#### PROBLEM STATEMENT
Count lines, not occurrences: report how many lines in the records hold the string "WeatherObservation", and nothing else.

_ _ _

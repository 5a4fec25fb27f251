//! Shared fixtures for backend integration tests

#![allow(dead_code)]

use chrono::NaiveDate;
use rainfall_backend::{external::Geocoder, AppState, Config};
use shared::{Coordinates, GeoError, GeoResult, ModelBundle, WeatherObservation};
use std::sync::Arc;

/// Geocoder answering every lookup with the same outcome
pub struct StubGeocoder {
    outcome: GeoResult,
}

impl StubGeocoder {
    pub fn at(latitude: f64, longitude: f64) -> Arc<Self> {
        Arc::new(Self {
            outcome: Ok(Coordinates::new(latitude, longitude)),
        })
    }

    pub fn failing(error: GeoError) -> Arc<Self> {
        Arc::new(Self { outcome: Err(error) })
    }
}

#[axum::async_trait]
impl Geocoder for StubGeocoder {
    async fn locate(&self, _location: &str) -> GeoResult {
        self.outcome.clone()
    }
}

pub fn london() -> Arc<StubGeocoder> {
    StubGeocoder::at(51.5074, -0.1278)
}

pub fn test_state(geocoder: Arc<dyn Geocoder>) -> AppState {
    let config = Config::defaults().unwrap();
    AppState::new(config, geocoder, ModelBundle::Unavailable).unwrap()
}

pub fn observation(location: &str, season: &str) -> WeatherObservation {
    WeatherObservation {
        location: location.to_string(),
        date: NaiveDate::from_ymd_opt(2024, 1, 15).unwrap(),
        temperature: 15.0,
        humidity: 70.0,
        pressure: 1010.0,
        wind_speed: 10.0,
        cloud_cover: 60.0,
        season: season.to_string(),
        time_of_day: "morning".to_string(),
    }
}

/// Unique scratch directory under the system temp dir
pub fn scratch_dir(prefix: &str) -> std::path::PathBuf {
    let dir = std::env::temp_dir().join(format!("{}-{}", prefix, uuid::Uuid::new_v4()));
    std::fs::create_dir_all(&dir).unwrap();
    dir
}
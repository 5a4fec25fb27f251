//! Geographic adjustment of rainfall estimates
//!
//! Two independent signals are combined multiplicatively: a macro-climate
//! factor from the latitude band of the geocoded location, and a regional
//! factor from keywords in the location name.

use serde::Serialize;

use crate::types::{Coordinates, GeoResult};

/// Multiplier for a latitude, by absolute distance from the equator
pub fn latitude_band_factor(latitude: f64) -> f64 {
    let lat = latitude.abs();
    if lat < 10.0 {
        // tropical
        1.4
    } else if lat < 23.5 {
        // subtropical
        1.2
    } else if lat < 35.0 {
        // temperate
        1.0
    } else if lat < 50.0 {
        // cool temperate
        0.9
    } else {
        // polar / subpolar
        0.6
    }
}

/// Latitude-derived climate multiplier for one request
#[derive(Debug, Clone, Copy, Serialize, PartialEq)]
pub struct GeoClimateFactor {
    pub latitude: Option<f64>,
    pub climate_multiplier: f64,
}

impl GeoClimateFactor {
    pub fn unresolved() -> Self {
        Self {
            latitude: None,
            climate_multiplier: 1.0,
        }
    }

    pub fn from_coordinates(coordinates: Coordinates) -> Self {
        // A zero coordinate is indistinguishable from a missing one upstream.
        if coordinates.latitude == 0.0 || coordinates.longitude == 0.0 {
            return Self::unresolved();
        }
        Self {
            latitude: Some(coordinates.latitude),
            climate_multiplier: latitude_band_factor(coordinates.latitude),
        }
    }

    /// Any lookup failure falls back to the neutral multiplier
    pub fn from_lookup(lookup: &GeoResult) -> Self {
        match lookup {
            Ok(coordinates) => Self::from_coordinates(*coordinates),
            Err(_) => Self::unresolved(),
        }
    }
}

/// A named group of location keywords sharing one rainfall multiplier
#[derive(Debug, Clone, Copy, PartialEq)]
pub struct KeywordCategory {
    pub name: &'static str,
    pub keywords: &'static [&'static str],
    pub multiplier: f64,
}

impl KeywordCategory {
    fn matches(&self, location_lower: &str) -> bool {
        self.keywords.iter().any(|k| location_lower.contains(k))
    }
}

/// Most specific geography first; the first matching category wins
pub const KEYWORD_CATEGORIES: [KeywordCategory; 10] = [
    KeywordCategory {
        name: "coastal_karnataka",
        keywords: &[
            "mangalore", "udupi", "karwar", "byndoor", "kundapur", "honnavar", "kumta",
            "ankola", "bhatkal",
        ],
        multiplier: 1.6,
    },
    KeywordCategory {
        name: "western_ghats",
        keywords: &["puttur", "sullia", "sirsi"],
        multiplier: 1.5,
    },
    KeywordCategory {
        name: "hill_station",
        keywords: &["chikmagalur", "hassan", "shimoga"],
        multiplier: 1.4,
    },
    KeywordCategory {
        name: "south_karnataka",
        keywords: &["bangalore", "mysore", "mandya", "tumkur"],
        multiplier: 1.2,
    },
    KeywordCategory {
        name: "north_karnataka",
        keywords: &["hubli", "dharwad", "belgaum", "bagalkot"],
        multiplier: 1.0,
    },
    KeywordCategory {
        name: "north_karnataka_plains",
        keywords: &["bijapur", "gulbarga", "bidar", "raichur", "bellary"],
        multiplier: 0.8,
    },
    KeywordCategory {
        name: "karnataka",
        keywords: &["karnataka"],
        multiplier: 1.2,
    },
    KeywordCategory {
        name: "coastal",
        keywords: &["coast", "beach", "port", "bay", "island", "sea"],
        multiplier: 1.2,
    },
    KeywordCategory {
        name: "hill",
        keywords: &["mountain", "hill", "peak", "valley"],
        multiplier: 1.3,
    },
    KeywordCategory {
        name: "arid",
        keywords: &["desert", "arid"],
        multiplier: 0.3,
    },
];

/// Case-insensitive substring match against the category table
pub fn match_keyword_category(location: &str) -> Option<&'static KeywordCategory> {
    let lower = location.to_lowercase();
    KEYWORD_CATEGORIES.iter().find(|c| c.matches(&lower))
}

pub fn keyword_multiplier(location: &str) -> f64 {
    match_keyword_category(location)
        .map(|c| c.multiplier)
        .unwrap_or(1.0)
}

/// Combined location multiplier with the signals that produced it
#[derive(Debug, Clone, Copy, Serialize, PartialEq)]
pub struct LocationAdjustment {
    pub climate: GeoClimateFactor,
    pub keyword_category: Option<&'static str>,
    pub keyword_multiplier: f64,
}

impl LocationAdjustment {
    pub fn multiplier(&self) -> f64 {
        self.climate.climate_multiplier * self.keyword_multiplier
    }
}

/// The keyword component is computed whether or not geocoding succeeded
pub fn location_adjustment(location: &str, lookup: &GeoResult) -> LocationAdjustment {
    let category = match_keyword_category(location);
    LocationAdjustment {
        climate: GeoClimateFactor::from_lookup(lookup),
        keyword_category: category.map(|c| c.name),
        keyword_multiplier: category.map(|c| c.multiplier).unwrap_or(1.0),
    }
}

_ _ _

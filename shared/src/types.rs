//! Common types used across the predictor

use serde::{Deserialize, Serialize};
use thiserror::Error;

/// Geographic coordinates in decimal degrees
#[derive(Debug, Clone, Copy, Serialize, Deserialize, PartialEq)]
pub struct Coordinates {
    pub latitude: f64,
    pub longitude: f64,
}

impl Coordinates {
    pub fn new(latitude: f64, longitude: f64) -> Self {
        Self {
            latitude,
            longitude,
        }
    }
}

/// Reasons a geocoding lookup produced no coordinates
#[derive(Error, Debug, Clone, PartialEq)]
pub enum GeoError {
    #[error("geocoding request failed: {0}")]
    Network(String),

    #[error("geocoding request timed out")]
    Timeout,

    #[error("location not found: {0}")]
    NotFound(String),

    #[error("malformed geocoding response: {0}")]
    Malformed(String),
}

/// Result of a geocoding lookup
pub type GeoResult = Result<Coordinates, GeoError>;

_ _ _

#### REPLY TO THE EXERCISE
3